### Available data
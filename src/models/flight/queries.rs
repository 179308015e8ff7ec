use std::str::FromStr;

use error_stack::{Report, ResultExt};
use serde::Deserialize;
use sqlx::{PgConnection, PgExecutor};
use tracing::{event, instrument, Level};

use super::{types::*, FlightId};
use crate::{
    error::violated_constraint,
    models::{
        airplane::{AirplaneId, AirplaneListResult},
        crew::{Crew, CrewId},
        route::{RouteId, RouteListResult},
    },
    sql::{self, BindingOperator, FilterBuilder, OrderByError, QueryAs},
    Error,
};

const SELECT_FIELDS: &str =
    "id, route_id, airplane_id, departure_time, arrival_time, created_at, updated_at";

fn reference_error(e: sqlx::Error) -> Report<Error> {
    match violated_constraint(&e) {
        Some("flights_route_id_fkey") => {
            Report::new(e).change_context(Error::InvalidReference("route"))
        }
        Some("flights_airplane_id_fkey") => {
            Report::new(e).change_context(Error::InvalidReference("airplane"))
        }
        Some("flight_crews_crew_id_fkey") => {
            Report::new(e).change_context(Error::InvalidReference("crew"))
        }
        _ => Report::new(e).change_context(Error::Db),
    }
}

#[instrument(skip(db))]
pub async fn get(db: impl PgExecutor<'_>, id: FlightId) -> Result<Flight, Report<Error>> {
    let object = sqlx::query_as::<_, Flight>(&format!(
        "SELECT {SELECT_FIELDS} FROM flights WHERE id = $1"
    ))
    .bind(id.as_uuid())
    .fetch_optional(db)
    .await
    .change_context(Error::Db)?
    .ok_or(Error::NotFound("Flight"))?;

    Ok(object)
}

/// The single-row half of the populated get: the flight with its route, both airports,
/// the airplane, and its type joined in.
#[derive(sqlx::FromRow)]
struct FlightDetailRow {
    id: FlightId,
    route_id: RouteId,
    airplane_id: AirplaneId,
    departure_time: chrono::DateTime<chrono::Utc>,
    arrival_time: chrono::DateTime<chrono::Utc>,
    created_at: chrono::DateTime<chrono::Utc>,
    updated_at: chrono::DateTime<chrono::Utc>,
    route_source: String,
    route_destination: String,
    route_distance: i32,
    route_created_at: chrono::DateTime<chrono::Utc>,
    route_updated_at: chrono::DateTime<chrono::Utc>,
    airplane_name: String,
    airplane_rows: i32,
    airplane_seats_in_row: i32,
    airplane_type: String,
    airplane_created_at: chrono::DateTime<chrono::Utc>,
    airplane_updated_at: chrono::DateTime<chrono::Utc>,
}

/// Get a flight with its route, airplane, crew, and taken seats. The relations load as
/// one joined query plus one batched query each for the crew and ticket collections.
#[instrument(skip(db))]
pub async fn get_populated(
    db: impl PgExecutor<'_> + Copy,
    id: FlightId,
) -> Result<FlightPopulatedGetResult, Report<Error>> {
    let row = sqlx::query_as::<_, FlightDetailRow>(
        r#"SELECT f.id, f.route_id, f.airplane_id,
            f.departure_time, f.arrival_time, f.created_at, f.updated_at,
            src.name AS route_source,
            dst.name AS route_destination,
            r.distance AS route_distance,
            r.created_at AS route_created_at,
            r.updated_at AS route_updated_at,
            a.name AS airplane_name,
            a."rows" AS airplane_rows,
            a.seats_in_row AS airplane_seats_in_row,
            t.name AS airplane_type,
            a.created_at AS airplane_created_at,
            a.updated_at AS airplane_updated_at
        FROM flights f
        JOIN routes r ON r.id = f.route_id
        JOIN airports src ON src.id = r.source_id
        JOIN airports dst ON dst.id = r.destination_id
        JOIN airplanes a ON a.id = f.airplane_id
        JOIN airplane_types t ON t.id = a.airplane_type_id
        WHERE f.id = $1"#,
    )
    .bind(id.as_uuid())
    .fetch_optional(db)
    .await
    .change_context(Error::Db)?
    .ok_or(Error::NotFound("Flight"))?;

    let crew = sqlx::query_as::<_, Crew>(
        "SELECT c.id, c.first_name, c.last_name, c.created_at, c.updated_at
        FROM crews c
        JOIN flight_crews fc ON fc.crew_id = c.id
        WHERE fc.flight_id = $1
        ORDER BY c.last_name, c.first_name",
    )
    .bind(id.as_uuid())
    .fetch_all(db)
    .await
    .change_context(Error::Db)?;

    let taken_seats = sqlx::query_as::<_, SeatRef>(
        r#"SELECT "row", seat FROM tickets WHERE flight_id = $1 ORDER BY "row", seat"#,
    )
    .bind(id.as_uuid())
    .fetch_all(db)
    .await
    .change_context(Error::Db)?;

    Ok(FlightPopulatedGetResult {
        id: row.id,
        route_id: row.route_id,
        airplane_id: row.airplane_id,
        departure_time: row.departure_time,
        arrival_time: row.arrival_time,
        route: RouteListResult {
            id: row.route_id,
            source: row.route_source,
            destination: row.route_destination,
            distance: row.route_distance,
            created_at: row.route_created_at,
            updated_at: row.route_updated_at,
        },
        airplane: AirplaneListResult {
            id: row.airplane_id,
            name: row.airplane_name,
            rows: row.airplane_rows,
            seats_in_row: row.airplane_seats_in_row,
            airplane_type: row.airplane_type,
            created_at: row.airplane_created_at,
            updated_at: row.airplane_updated_at,
        },
        crew,
        taken_seats,
        created_at: row.created_at,
        updated_at: row.updated_at,
    })
}

#[derive(Debug, Default)]
enum OrderByField {
    #[default]
    DepartureTime,
    ArrivalTime,
    UpdatedAt,
    CreatedAt,
}

impl OrderByField {
    fn as_str(&self) -> &str {
        match self {
            Self::DepartureTime => "f.departure_time",
            Self::ArrivalTime => "f.arrival_time",
            Self::UpdatedAt => "f.updated_at",
            Self::CreatedAt => "f.created_at",
        }
    }
}

impl FromStr for OrderByField {
    type Err = OrderByError;

    fn from_str(s: &str) -> Result<Self, Self::Err> {
        let value = match s {
            "departure_time" => OrderByField::DepartureTime,
            "arrival_time" => OrderByField::ArrivalTime,
            "updated_at" => OrderByField::UpdatedAt,
            "created_at" => OrderByField::CreatedAt,
            _ => return Err(OrderByError::InvalidField),
        };

        Ok(value)
    }
}

#[derive(Deserialize, Debug, Default)]
pub struct ListQueryFilters {
    pub page: Option<u32>,
    pub per_page: Option<u32>,

    pub order_by: Option<String>,
    #[serde(default)]
    pub id: Vec<FlightId>,
    #[serde(default)]
    pub route_id: Vec<RouteId>,
    #[serde(default)]
    pub airplane_id: Vec<AirplaneId>,
    pub departure_time_lte: Option<chrono::DateTime<chrono::Utc>>,
    pub departure_time_gte: Option<chrono::DateTime<chrono::Utc>>,
}

impl ListQueryFilters {
    fn build_where_clause(&self) -> String {
        let mut bindings = FilterBuilder::new(3);

        bindings.add_vec("f.id", &self.id);
        bindings.add_vec("f.route_id", &self.route_id);
        bindings.add_vec("f.airplane_id", &self.airplane_id);
        bindings.add_option(
            "f.departure_time",
            &self.departure_time_lte,
            BindingOperator::Lte,
        );
        bindings.add_option(
            "f.departure_time",
            &self.departure_time_gte,
            BindingOperator::Gte,
        );

        let query = bindings.to_string();
        event!(Level::DEBUG, %query);
        query
    }

    fn bind_to_query<'a, T>(&'a self, mut query: QueryAs<'a, T>) -> QueryAs<'a, T> {
        const MAX_PER_PAGE: u32 = 200;
        const DEFAULT_PER_PAGE: u32 = 50;
        let per_page = self
            .per_page
            .unwrap_or(DEFAULT_PER_PAGE)
            .min(MAX_PER_PAGE)
            .max(1);
        let offset = self.page.unwrap_or(0) * per_page;
        query = query.bind(per_page as i32).bind(offset as i32);

        if !self.id.is_empty() {
            query = query.bind(self.id.iter().map(|id| id.0).collect::<Vec<_>>());
        }

        if !self.route_id.is_empty() {
            query = query.bind(self.route_id.iter().map(|id| id.0).collect::<Vec<_>>());
        }

        if !self.airplane_id.is_empty() {
            query = query.bind(self.airplane_id.iter().map(|id| id.0).collect::<Vec<_>>());
        }

        if self.departure_time_lte.is_some() {
            query = query.bind(self.departure_time_lte);
        }

        if self.departure_time_gte.is_some() {
            query = query.bind(self.departure_time_gte);
        }

        query
    }
}

/// List flights. The route, airports, and airplane load in the same query, and the sold
/// ticket count turns into `tickets_available`.
#[instrument(skip(db))]
pub async fn list(
    db: impl PgExecutor<'_>,
    filters: &ListQueryFilters,
) -> Result<Vec<FlightListResult>, Report<Error>> {
    let (descending, order_by_field) = sql::parse_order_by::<OrderByField>(
        filters.order_by.as_deref().unwrap_or("departure_time"),
    )
    .change_context(Error::Filter)?;
    let order_direction = if descending { "DESC" } else { "ASC" };

    let q = format!(
        r#"SELECT f.id,
            src.name || ' - ' || dst.name AS route,
            a.name AS airplane_name,
            (a."rows" * a.seats_in_row) AS airplane_capacity,
            f.departure_time, f.arrival_time,
            (a."rows" * a.seats_in_row
                - (SELECT count(*) FROM tickets t WHERE t.flight_id = f.id))::int
                AS tickets_available
        FROM flights f
        JOIN routes r ON r.id = f.route_id
        JOIN airports src ON src.id = r.source_id
        JOIN airports dst ON dst.id = r.destination_id
        JOIN airplanes a ON a.id = f.airplane_id
        WHERE true{filters}
        ORDER BY {order_by} {order_direction}
        LIMIT $1 OFFSET $2"#,
        filters = filters.build_where_clause(),
        order_by = order_by_field.as_str(),
    );

    let mut query = sqlx::query_as::<_, FlightListResult>(&q);
    query = filters.bind_to_query(query);

    let results = query.fetch_all(db).await.change_context(Error::Db)?;

    Ok(results)
}

pub async fn create(
    db: &mut PgConnection,
    payload: FlightCreatePayload,
) -> Result<FlightCreateResult, Report<Error>> {
    let id = FlightId::new();

    create_raw(&mut *db, id, payload).await
}

#[instrument(skip(db))]
pub async fn create_raw(
    db: &mut PgConnection,
    id: FlightId,
    payload: FlightCreatePayload,
) -> Result<FlightCreateResult, Report<Error>> {
    validate(&payload)?;

    let flight = sqlx::query_as::<_, Flight>(&format!(
        "INSERT INTO flights (id, route_id, airplane_id, departure_time, arrival_time)
        VALUES ($1, $2, $3, $4, $5)
        RETURNING {SELECT_FIELDS}"
    ))
    .bind(id.as_uuid())
    .bind(payload.route_id.as_uuid())
    .bind(payload.airplane_id.as_uuid())
    .bind(payload.departure_time)
    .bind(payload.arrival_time)
    .fetch_one(&mut *db)
    .await
    .map_err(reference_error)?;

    let crew_ids = replace_crew(&mut *db, id, &payload.crew_ids).await?;

    Ok(FlightCreateResult { flight, crew_ids })
}

#[instrument(skip(db))]
pub async fn update(
    db: &mut PgConnection,
    id: FlightId,
    payload: FlightUpdatePayload,
) -> Result<bool, Report<Error>> {
    validate(&payload)?;

    let result = sqlx::query(
        "UPDATE flights
        SET route_id = $2, airplane_id = $3, departure_time = $4, arrival_time = $5,
            updated_at = now()
        WHERE id = $1",
    )
    .bind(id.as_uuid())
    .bind(payload.route_id.as_uuid())
    .bind(payload.airplane_id.as_uuid())
    .bind(payload.departure_time)
    .bind(payload.arrival_time)
    .execute(&mut *db)
    .await
    .map_err(reference_error)?;

    if result.rows_affected() == 0 {
        return Ok(false);
    }

    sqlx::query("DELETE FROM flight_crews WHERE flight_id = $1")
        .bind(id.as_uuid())
        .execute(&mut *db)
        .await
        .change_context(Error::Db)?;

    replace_crew(&mut *db, id, &payload.crew_ids).await?;

    Ok(true)
}

/// Insert the crew assignment rows and read back the stored set.
async fn replace_crew(
    db: &mut PgConnection,
    id: FlightId,
    crew_ids: &[CrewId],
) -> Result<Vec<CrewId>, Report<Error>> {
    if !crew_ids.is_empty() {
        sqlx::query(
            "INSERT INTO flight_crews (flight_id, crew_id)
            SELECT $1::uuid, unnest($2::uuid[])
            ON CONFLICT DO NOTHING",
        )
        .bind(id.as_uuid())
        .bind(crew_ids.iter().map(|id| id.0).collect::<Vec<_>>())
        .execute(&mut *db)
        .await
        .map_err(reference_error)?;
    }

    let stored = sqlx::query_scalar::<_, uuid::Uuid>(
        "SELECT crew_id FROM flight_crews WHERE flight_id = $1 ORDER BY crew_id",
    )
    .bind(id.as_uuid())
    .fetch_all(&mut *db)
    .await
    .change_context(Error::Db)?;

    Ok(stored.into_iter().map(CrewId::from_uuid).collect())
}

#[instrument(skip(db))]
pub async fn delete(db: impl PgExecutor<'_>, id: FlightId) -> Result<bool, Report<Error>> {
    let result = sqlx::query("DELETE FROM flights WHERE id = $1")
        .bind(id.as_uuid())
        .execute(db)
        .await
        .change_context(Error::Db)?;

    Ok(result.rows_affected() > 0)
}

fn validate(payload: &FlightCreatePayload) -> Result<(), Error> {
    if payload.arrival_time <= payload.departure_time {
        return Err(Error::Validation(
            "arrival_time must be after departure_time".into(),
        ));
    }
    Ok(())
}

#[cfg(test)]
mod test {
    use super::*;

    #[test]
    fn rejects_backwards_times() {
        let departure = chrono::Utc::now();
        let payload = FlightCreatePayload {
            route_id: RouteId::new(),
            airplane_id: AirplaneId::new(),
            departure_time: departure,
            arrival_time: departure - chrono::Duration::hours(1),
            crew_ids: vec![],
        };
        assert!(validate(&payload).is_err());

        let payload = FlightCreatePayload {
            arrival_time: departure,
            departure_time: departure,
            ..payload
        };
        assert!(validate(&payload).is_err());
    }

    #[test]
    fn accepts_forward_times() {
        let departure = chrono::Utc::now();
        let payload = FlightCreatePayload {
            route_id: RouteId::new(),
            airplane_id: AirplaneId::new(),
            departure_time: departure,
            arrival_time: departure + chrono::Duration::hours(2),
            crew_ids: vec![],
        };
        assert!(validate(&payload).is_ok());
    }
}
######
List, from the entries above, every line in which the word "RouteId" shows up.

        route::{RouteId, RouteListResult},
    route_id: RouteId,
    pub route_id: Vec<RouteId>,
            route_id: RouteId::new(),
            route_id: RouteId::new(),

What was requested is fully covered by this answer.